В стране, где люди болеют выученной беспомощностью, трансформирующейся в безразличие, Дмитрий Брусникин был режиссером и педагогом, которому не все равно. Это очень хорошо видно, например, из его интервью Наталье Синдеевой на «Дожде», когда они говорили о том, что неравнодушная общественность может сделать для Кирилла Серебренникова: «Я могу только думать. Я очень часто думаю об этом. Я заболел, я просто неделю лежал в деревне вне всяких информационных связей, я лежал и болел просто. Я просто физически заболел до температуры». В это охотно веришь — такие люди действительно заболевают в тоске по другим.

Мастерская Дмитрия Брусникина выпустила много спектаклей, важных не только по месседжу, но и по форме, задающих производственную и визуальную планку для современного российского театра: «С.Л.О.Н.» Андрея Стадникова, «Кандид» Елизаветы Бондарь, «Сван» Юрия Квятковского, «Чапаев и Пустота» и «Конармия» Максима Диденко. Это всегда театр поиска, театр проблематизации. Однако когда помещаешь смерть Брусникина в череду других смертей, случившихся с российским театром в этом году, как-то само собой приходит понимание, что самое важное все-таки — это фокус на человеке. Михаил Угаров и Елена Гремина делали такой театр, Олег Табаков делал такой театр, Брусникин делал такой театр. Через вербатим он воспитывал в своих актерах ответственность: когда пропускаешь персонажа через себя, сам несешь ответственность за результат, сам становишься и драматургом, и режиссером.

Увы, так устроено пространство коммуникаций и вообще человеческие отношения: пока все живы и все в строю, легко поднимается язык критиковать и за эскизность, и за недостаточную современность, и за невнимание к форме, и за неверные решения — далее по списку. Когда поток работы прерывается — тем более так неожиданно, когда прерывается жизнь, — на поверхности автоматически проявляется самое главное: Дмитрий Брусникин занимался театром, основной целью которого было максимальное внимание к человеку. И когда ты крутишь глазами вокруг и видишь, что происходит с Олегом Сенцовым, Анной Павликовой, Марией Мотузной и всеми остальными, довольно быстро приходит понимание, что в такой стране с таким режимом самым востребованным театром должен быть такой театр, который базируется на внимании к человеку.

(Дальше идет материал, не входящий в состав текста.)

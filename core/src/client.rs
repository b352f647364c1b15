//! Viewer-side game state, fed by server messages.

use crate::answer::{AnsweredWord, SubmitOutcome};
use crate::config::STATUS_FEED_CAP;
use crate::feed::StatusFeed;
use crate::leaderboard::LeaderboardEntry;
use crate::protocol::{ChannelMessage, ClientMsg, GameEvent, GameSnapshot, RoundView, ServerMsg};
use crate::session::PlayerSession;

#[derive(Clone, Copy, Debug, PartialEq, Eq)]
pub enum Applied {
    /// Duplicate, out of order or for another game.
    Ignored,
    Applied,
    /// State was updated but the message was our own echo, so no notice.
    Suppressed,
}

#[derive(Clone, Debug)]
pub struct ClientGame {
    game_id: String,
    username: String,
    session: String,
    title: String,
    player: Option<PlayerSession>,
    round: Option<RoundView>,
    feed: StatusFeed,
    leaderboard: Vec<LeaderboardEntry>,
    answered: Vec<AnsweredWord>,
    hint: Option<String>,
    revealed: Vec<String>,
    last_event_seq: u64,
    ended: bool,
    needs_resync: bool,
    notices: Vec<String>,
}

impl ClientGame {
    pub fn new(game_id: &str, username: &str, session: &str) -> Self {
        Self {
            game_id: game_id.to_string(),
            username: username.to_string(),
            session: session.to_string(),
            title: String::new(),
            player: None,
            round: None,
            feed: StatusFeed::new(STATUS_FEED_CAP),
            leaderboard: Vec::new(),
            answered: Vec::new(),
            hint: None,
            revealed: Vec::new(),
            last_event_seq: 0,
            ended: false,
            needs_resync: false,
            notices: Vec::new(),
        }
    }

    pub fn game_id(&self) -> &str {
        &self.game_id
    }

    pub fn username(&self) -> &str {
        &self.username
    }

    pub fn session(&self) -> &str {
        &self.session
    }

    pub fn title(&self) -> &str {
        &self.title
    }

    pub fn player(&self) -> Option<&PlayerSession> {
        self.player.as_ref()
    }

    pub fn player_mut(&mut self) -> Option<&mut PlayerSession> {
        self.player.as_mut()
    }

    pub fn round(&self) -> Option<&RoundView> {
        self.round.as_ref()
    }

    pub fn feed(&self) -> &StatusFeed {
        &self.feed
    }

    pub fn leaderboard(&self) -> &[LeaderboardEntry] {
        &self.leaderboard
    }

    pub fn answered(&self) -> &[AnsweredWord] {
        &self.answered
    }

    pub fn hint(&self) -> Option<&str> {
        self.hint.as_deref()
    }

    /// Target words of the last finished round.
    pub fn revealed(&self) -> &[String] {
        &self.revealed
    }

    pub fn last_event_seq(&self) -> u64 {
        self.last_event_seq
    }

    pub fn is_ended(&self) -> bool {
        self.ended
    }

    /// Set when the server announced a change only a fresh snapshot can show.
    pub fn needs_resync(&self) -> bool {
        self.needs_resync
    }

    pub fn take_notices(&mut self) -> Vec<String> {
        std::mem::take(&mut self.notices)
    }

    pub fn apply_snapshot(&mut self, snapshot: &GameSnapshot, now_ms: i64) {
        self.title = snapshot.title.clone();
        self.round = snapshot.round.clone();
        self.answered = snapshot.answered.clone();
        self.leaderboard = snapshot.leaderboard.clone();
        self.feed = StatusFeed::from_messages(STATUS_FEED_CAP, snapshot.status_messages.clone());
        self.hint = snapshot.hint.clone();
        self.last_event_seq = snapshot.event_seq;
        self.ended = snapshot.ended;
        self.needs_resync = false;
        self.player = match &snapshot.round {
            Some(round) if !snapshot.ended => Some(PlayerSession::from_round(
                &self.username,
                round,
                snapshot.total_words_solved,
                now_ms,
            )),
            _ => None,
        };
    }

    pub fn apply_message(&mut self, message: &ChannelMessage, now_ms: i64) -> Applied {
        if message.game_id != self.game_id || message.seq <= self.last_event_seq {
            return Applied::Ignored;
        }
        self.last_event_seq = message.seq;
        let own = message.origin.as_deref() == Some(self.session.as_str());

        match &message.event {
            GameEvent::WordSubmitted { username, word } => {
                if !self.answered.iter().any(|entry| entry.word == *word) {
                    self.answered.push(AnsweredWord {
                        word: word.clone(),
                        username: username.clone(),
                    });
                }
                let total = self.bump_leaderboard(username);
                if *username == self.username && !own {
                    // same player from another tab
                    if let Some(player) = self.player.as_mut() {
                        player.set_total_words_solved(total);
                    }
                }
                if !own {
                    self.notices.push(format!("{username} found {word}!"));
                }
            }
            GameEvent::RoundRotated { round } => {
                self.answered.clear();
                self.hint = None;
                match self.player.as_mut() {
                    Some(player) => {
                        player.resync(round, now_ms);
                    }
                    None if !self.ended => {
                        let total = self.own_total();
                        self.player = Some(PlayerSession::from_round(&self.username, round, total, now_ms));
                    }
                    None => {}
                }
                self.round = Some(round.clone());
            }
            GameEvent::RoundExpiredRevealAnswer { words } => {
                self.revealed = words.clone();
            }
            GameEvent::HintAvailable { hint } => {
                self.hint = Some(hint.clone());
            }
            GameEvent::WordPoolRefreshed { word_count } => {
                self.notices
                    .push(format!("The word list now has {word_count} words."));
            }
            GameEvent::LeaderboardRefreshed => {
                self.needs_resync = true;
            }
            GameEvent::StatusLine { message } => {
                self.feed.push(message.clone());
            }
            GameEvent::GameEnded => {
                self.ended = true;
                self.round = None;
                self.player = None;
                self.hint = None;
            }
        }

        if own {
            Applied::Suppressed
        } else {
            Applied::Applied
        }
    }

    /// Applies the server's verdict on one of our own submissions.
    pub fn apply_outcome(
        &mut self,
        round_seq: u64,
        outcome: &SubmitOutcome,
        total_words_solved: u64,
        now_ms: i64,
    ) {
        self.notices.push(outcome.message());
        let round = self.round.clone();
        let Some(player) = self.player.as_mut() else {
            return;
        };
        match outcome {
            SubmitOutcome::Accepted { .. } => {
                let next = total_words_solved.max(player.total_words_solved() + 1);
                player.set_total_words_solved(next);
                if player.round_seq() == round_seq {
                    player.reset();
                }
            }
            SubmitOutcome::Stale => {
                if let Some(round) = round {
                    player.resync(&round, now_ms);
                }
            }
            SubmitOutcome::Invalid | SubmitOutcome::AlreadyAnswered { .. } => {
                player.set_total_words_solved(total_words_solved);
                if player.round_seq() == round_seq {
                    player.reset();
                }
            }
        }
    }

    pub fn apply_server_msg(&mut self, msg: &ServerMsg, now_ms: i64) -> Applied {
        match msg {
            ServerMsg::Welcome {
                session, snapshot, ..
            } => {
                self.session = session.clone();
                if let Some(snapshot) = snapshot {
                    self.apply_snapshot(snapshot, now_ms);
                }
                Applied::Applied
            }
            ServerMsg::Event { message } => self.apply_message(message, now_ms),
            ServerMsg::Outcome {
                round_seq,
                outcome,
                total_words_solved,
                ..
            } => {
                self.apply_outcome(*round_seq, outcome, *total_words_solved, now_ms);
                Applied::Applied
            }
            ServerMsg::Resync { snapshot } => {
                self.apply_snapshot(snapshot, now_ms);
                Applied::Applied
            }
            ServerMsg::Feed { messages } => {
                self.feed = StatusFeed::from_messages(STATUS_FEED_CAP, messages.clone());
                Applied::Applied
            }
            ServerMsg::Error { message, .. } => {
                self.notices.push(message.clone());
                Applied::Applied
            }
            ServerMsg::AdminAck { .. } | ServerMsg::Pong { .. } => Applied::Ignored,
        }
    }

    /// The submit message for the currently staged letters, if any.
    pub fn submit_request(&self) -> Option<ClientMsg> {
        let player = self.player.as_ref()?;
        let candidate = player.candidate();
        if candidate.is_empty() {
            return None;
        }
        Some(ClientMsg::Submit {
            candidate,
            seen_letters: player.scrambled_letters().to_string(),
        })
    }

    fn own_total(&self) -> u64 {
        self.leaderboard
            .iter()
            .find(|entry| entry.username == self.username)
            .map(|entry| entry.total_words_solved)
            .unwrap_or(0)
    }

    fn bump_leaderboard(&mut self, username: &str) -> u64 {
        let total = match self
            .leaderboard
            .iter_mut()
            .find(|entry| entry.username == username)
        {
            Some(entry) => {
                entry.total_words_solved += 1;
                entry.total_words_solved
            }
            None => {
                self.leaderboard.push(LeaderboardEntry {
                    username: username.to_string(),
                    total_words_solved: 1,
                });
                1
            }
        };
        self.leaderboard
            .sort_by(|a, b| b.total_words_solved.cmp(&a.total_words_solved));
        total
    }
}

#[cfg(test)]
mod tests {
    use super::*;

    fn view(seq: u64, letters: &str) -> RoundView {
        RoundView {
            seq,
            scrambled_letters: letters.to_string(),
            expire_at_ms: 60_000,
            word_lengths: vec![letters.len() as u32],
        }
    }

    fn message(seq: u64, origin: Option<&str>, event: GameEvent) -> ChannelMessage {
        ChannelMessage {
            game_id: "ClientGame".to_string(),
            seq,
            origin: origin.map(str::to_string),
            event,
        }
    }

    fn snapshot() -> GameSnapshot {
        GameSnapshot {
            game_id: "ClientGame".to_string(),
            title: "Test".to_string(),
            round: Some(view(1, "TAC")),
            answered: Vec::new(),
            leaderboard: Vec::new(),
            status_messages: vec!["hello".to_string()],
            total_words_solved: 0,
            event_seq: 4,
            hint: None,
            ended: false,
        }
    }

    fn joined() -> ClientGame {
        let mut game = ClientGame::new("ClientGame", "alice", "sessAAAA");
        game.apply_snapshot(&snapshot(), 0);
        game
    }

    #[test]
    fn duplicate_and_old_seqs_are_ignored() {
        let mut game = joined();
        let line = |seq| {
            message(
                seq,
                None,
                GameEvent::StatusLine {
                    message: format!("line {seq}"),
                },
            )
        };
        assert_eq!(game.apply_message(&line(3), 0), Applied::Ignored);
        assert_eq!(game.apply_message(&line(5), 0), Applied::Applied);
        assert_eq!(game.apply_message(&line(5), 0), Applied::Ignored);
        assert_eq!(game.feed().to_vec(), vec!["hello", "line 5"]);
        assert_eq!(game.last_event_seq(), 5);
    }

    #[test]
    fn own_echo_updates_state_without_notice() {
        let mut game = joined();
        let found = |seq, origin| {
            message(
                seq,
                origin,
                GameEvent::WordSubmitted {
                    username: "alice".to_string(),
                    word: "CAT".to_string(),
                },
            )
        };
        assert_eq!(game.apply_message(&found(5, Some("sessAAAA")), 0), Applied::Suppressed);
        assert!(game.take_notices().is_empty());
        assert_eq!(game.answered().len(), 1);
        assert_eq!(game.leaderboard()[0].total_words_solved, 1);

        assert_eq!(game.apply_message(&found(6, Some("sessBBBB")), 0), Applied::Applied);
        assert_eq!(game.take_notices(), vec!["alice found CAT!"]);
        assert_eq!(game.player().unwrap().total_words_solved(), 2);
    }

    #[test]
    fn rotation_resyncs_the_player() {
        let mut game = joined();
        game.player_mut().unwrap().select_letter(0);
        game.apply_message(
            &message(5, None, GameEvent::RoundRotated { round: view(2, "GOD") }),
            0,
        );
        let player = game.player().unwrap();
        assert_eq!(player.round_seq(), 2);
        assert_eq!(player.available(), &['G', 'O', 'D']);
        assert!(game.submit_request().is_none());
    }

    #[test]
    fn outcomes_update_the_total() {
        let mut game = joined();
        {
            let player = game.player_mut().unwrap();
            player.select_letter(2);
            player.select_letter(1);
            player.select_letter(0);
        }
        match game.submit_request() {
            Some(ClientMsg::Submit {
                candidate,
                seen_letters,
            }) => {
                assert_eq!(candidate, "CAT");
                assert_eq!(seen_letters, "TAC");
            }
            other => panic!("unexpected request {other:?}"),
        }
        game.apply_outcome(1, &SubmitOutcome::Accepted { round_complete: false }, 1, 0);
        assert_eq!(game.player().unwrap().total_words_solved(), 1);
        assert!(game.player().unwrap().staged().is_empty());
        assert_eq!(game.take_notices(), vec!["That's a correct word, congratulations!"]);
    }

    #[test]
    fn game_end_drops_the_player() {
        let mut game = joined();
        game.apply_message(&message(5, None, GameEvent::GameEnded), 0);
        assert!(game.is_ended());
        assert!(game.player().is_none());
        game.apply_message(
            &message(6, None, GameEvent::RoundRotated { round: view(2, "GOD") }),
            0,
        );
        assert!(game.player().is_none());
    }

    #[test]
    fn leaderboard_refresh_requests_resync() {
        let mut game = joined();
        game.apply_message(&message(5, None, GameEvent::LeaderboardRefreshed), 0);
        assert!(game.needs_resync());
        game.apply_server_msg(&ServerMsg::Resync { snapshot: snapshot() }, 0);
        assert!(!game.needs_resync());
    }
}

Любая смерть знаменует перемены и обновление. Как минимум только так можно оправдать эту потерю. Российскому театру нужно это обновление, то есть может быть нужно, а может быть не нужно — это тоже нельзя знать наверняка. Сам Брусникин говорил, что понятия не имеет, отчего и когда появляется театр, и это — наравне с предельным вниманием к человеку — именно то, чему он учил: что важно быть любопытным к жизни и не быть заранее уверенным, что знаешь ответы. Он знал много ответов и наверняка не все успел нам рассказать, но его уход — это повод для новой растерянности и для новых вопросов, которые приведут нас туда, где мы еще не были.